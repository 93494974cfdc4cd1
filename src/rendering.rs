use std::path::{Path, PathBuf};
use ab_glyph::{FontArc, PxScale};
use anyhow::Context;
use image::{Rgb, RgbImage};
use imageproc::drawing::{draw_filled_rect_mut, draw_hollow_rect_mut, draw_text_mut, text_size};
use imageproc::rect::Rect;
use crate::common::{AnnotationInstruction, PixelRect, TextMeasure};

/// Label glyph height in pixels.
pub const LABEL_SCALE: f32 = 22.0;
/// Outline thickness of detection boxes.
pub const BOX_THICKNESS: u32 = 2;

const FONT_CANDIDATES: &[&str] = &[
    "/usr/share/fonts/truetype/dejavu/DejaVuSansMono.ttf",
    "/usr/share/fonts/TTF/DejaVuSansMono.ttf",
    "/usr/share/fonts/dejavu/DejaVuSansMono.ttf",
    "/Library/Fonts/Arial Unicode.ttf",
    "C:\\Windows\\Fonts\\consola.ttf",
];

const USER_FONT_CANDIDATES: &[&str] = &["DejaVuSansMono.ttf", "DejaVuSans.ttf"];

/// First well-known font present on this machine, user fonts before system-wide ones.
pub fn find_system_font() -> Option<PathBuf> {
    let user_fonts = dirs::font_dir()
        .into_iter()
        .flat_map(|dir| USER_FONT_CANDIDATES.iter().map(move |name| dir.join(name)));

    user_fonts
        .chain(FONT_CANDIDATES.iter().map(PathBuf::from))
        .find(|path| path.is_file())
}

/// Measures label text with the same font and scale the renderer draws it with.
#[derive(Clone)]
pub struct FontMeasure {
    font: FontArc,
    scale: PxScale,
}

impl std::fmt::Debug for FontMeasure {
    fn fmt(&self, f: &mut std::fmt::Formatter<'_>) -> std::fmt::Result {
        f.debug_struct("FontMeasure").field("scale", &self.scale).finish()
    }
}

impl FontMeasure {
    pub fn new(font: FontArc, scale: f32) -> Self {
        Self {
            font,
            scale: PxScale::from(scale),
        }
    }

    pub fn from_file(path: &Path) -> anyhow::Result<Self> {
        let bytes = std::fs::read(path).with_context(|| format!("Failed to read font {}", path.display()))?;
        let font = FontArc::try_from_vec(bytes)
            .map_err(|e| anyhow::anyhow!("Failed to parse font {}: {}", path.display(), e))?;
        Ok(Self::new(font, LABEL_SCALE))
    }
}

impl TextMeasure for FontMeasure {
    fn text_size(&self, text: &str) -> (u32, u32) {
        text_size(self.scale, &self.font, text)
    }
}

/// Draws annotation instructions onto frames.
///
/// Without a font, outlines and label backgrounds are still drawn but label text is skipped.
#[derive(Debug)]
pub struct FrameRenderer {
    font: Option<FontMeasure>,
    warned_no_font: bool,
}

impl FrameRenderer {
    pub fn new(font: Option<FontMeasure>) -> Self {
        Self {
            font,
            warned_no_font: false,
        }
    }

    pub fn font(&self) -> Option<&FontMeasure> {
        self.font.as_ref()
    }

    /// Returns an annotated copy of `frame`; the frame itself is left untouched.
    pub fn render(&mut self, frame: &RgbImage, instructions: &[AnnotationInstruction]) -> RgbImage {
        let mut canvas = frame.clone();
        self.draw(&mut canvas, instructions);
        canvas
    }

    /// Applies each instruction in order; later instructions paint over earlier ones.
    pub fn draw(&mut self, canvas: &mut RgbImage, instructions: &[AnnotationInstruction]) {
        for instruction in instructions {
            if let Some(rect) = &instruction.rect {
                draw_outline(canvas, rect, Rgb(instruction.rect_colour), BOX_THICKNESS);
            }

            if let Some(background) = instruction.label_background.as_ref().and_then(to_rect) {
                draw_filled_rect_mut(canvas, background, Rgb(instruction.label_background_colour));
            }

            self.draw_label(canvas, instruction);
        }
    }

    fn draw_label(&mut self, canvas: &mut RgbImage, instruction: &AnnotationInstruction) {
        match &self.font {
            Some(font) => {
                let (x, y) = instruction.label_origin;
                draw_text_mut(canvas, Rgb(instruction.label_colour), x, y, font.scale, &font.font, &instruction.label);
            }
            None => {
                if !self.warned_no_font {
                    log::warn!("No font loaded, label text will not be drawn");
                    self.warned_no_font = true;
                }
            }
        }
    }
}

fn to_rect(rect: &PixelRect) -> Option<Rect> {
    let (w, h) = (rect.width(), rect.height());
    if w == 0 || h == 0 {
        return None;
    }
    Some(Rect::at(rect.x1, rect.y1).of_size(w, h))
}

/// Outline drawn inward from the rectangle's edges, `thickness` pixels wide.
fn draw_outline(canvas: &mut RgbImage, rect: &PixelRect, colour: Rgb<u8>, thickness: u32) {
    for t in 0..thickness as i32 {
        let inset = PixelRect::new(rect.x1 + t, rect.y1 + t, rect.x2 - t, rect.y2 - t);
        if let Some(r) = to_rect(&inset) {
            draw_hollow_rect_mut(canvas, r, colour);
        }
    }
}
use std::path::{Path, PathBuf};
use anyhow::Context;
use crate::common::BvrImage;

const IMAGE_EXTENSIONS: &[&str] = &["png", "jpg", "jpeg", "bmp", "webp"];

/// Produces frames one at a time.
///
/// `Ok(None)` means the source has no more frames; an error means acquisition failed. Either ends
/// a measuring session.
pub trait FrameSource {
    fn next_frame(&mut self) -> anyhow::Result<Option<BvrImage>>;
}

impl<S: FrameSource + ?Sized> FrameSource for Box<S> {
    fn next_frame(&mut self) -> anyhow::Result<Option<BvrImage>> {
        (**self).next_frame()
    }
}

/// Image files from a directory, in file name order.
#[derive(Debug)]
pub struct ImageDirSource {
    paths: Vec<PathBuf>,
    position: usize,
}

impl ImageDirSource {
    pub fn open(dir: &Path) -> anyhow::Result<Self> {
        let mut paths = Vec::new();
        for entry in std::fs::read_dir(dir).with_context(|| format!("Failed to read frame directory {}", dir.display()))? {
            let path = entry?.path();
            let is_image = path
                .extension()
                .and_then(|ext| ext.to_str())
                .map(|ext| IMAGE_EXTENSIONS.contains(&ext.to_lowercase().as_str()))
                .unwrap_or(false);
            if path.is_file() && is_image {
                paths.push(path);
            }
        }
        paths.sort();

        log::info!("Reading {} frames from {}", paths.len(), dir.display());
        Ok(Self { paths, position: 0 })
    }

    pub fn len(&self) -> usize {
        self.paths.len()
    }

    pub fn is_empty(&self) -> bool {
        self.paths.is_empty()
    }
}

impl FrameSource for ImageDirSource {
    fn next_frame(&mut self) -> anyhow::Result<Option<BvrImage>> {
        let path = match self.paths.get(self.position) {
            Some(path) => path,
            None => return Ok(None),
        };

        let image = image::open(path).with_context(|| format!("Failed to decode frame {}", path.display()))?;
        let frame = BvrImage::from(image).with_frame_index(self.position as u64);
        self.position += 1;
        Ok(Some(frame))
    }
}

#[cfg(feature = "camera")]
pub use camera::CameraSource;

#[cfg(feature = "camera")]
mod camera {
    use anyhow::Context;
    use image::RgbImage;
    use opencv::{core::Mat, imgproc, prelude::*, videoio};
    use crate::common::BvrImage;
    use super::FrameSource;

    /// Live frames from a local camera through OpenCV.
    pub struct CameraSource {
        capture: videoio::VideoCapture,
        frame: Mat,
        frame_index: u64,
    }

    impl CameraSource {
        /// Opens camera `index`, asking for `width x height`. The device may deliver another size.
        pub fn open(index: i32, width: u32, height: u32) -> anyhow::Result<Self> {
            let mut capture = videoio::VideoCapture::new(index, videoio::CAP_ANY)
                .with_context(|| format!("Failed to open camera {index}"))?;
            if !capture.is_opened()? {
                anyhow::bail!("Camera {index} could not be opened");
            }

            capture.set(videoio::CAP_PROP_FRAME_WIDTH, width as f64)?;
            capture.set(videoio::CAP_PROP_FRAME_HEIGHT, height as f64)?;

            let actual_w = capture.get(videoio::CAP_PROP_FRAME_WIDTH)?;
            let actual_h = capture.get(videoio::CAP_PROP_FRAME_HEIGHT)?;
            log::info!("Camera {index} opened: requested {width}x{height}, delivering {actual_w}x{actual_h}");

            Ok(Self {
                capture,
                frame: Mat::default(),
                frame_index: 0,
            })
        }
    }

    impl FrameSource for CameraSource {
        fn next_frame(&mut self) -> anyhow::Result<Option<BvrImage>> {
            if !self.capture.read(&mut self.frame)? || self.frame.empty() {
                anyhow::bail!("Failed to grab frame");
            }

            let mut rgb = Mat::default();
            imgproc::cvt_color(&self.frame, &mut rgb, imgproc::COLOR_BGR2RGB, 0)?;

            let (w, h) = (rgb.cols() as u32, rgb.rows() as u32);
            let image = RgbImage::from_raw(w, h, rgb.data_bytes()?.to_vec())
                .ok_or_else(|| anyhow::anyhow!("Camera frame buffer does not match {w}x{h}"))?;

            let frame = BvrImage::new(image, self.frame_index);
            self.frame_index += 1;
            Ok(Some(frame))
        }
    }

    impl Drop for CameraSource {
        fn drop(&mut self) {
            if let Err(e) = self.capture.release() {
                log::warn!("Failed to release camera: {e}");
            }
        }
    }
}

◆ Assigned task ◆
Read the listing above, then copy every line that includes the string "ImageDirSource".

◆ Answer to the problem ◆
pub struct ImageDirSource {
impl ImageDirSource {
impl FrameSource for ImageDirSource {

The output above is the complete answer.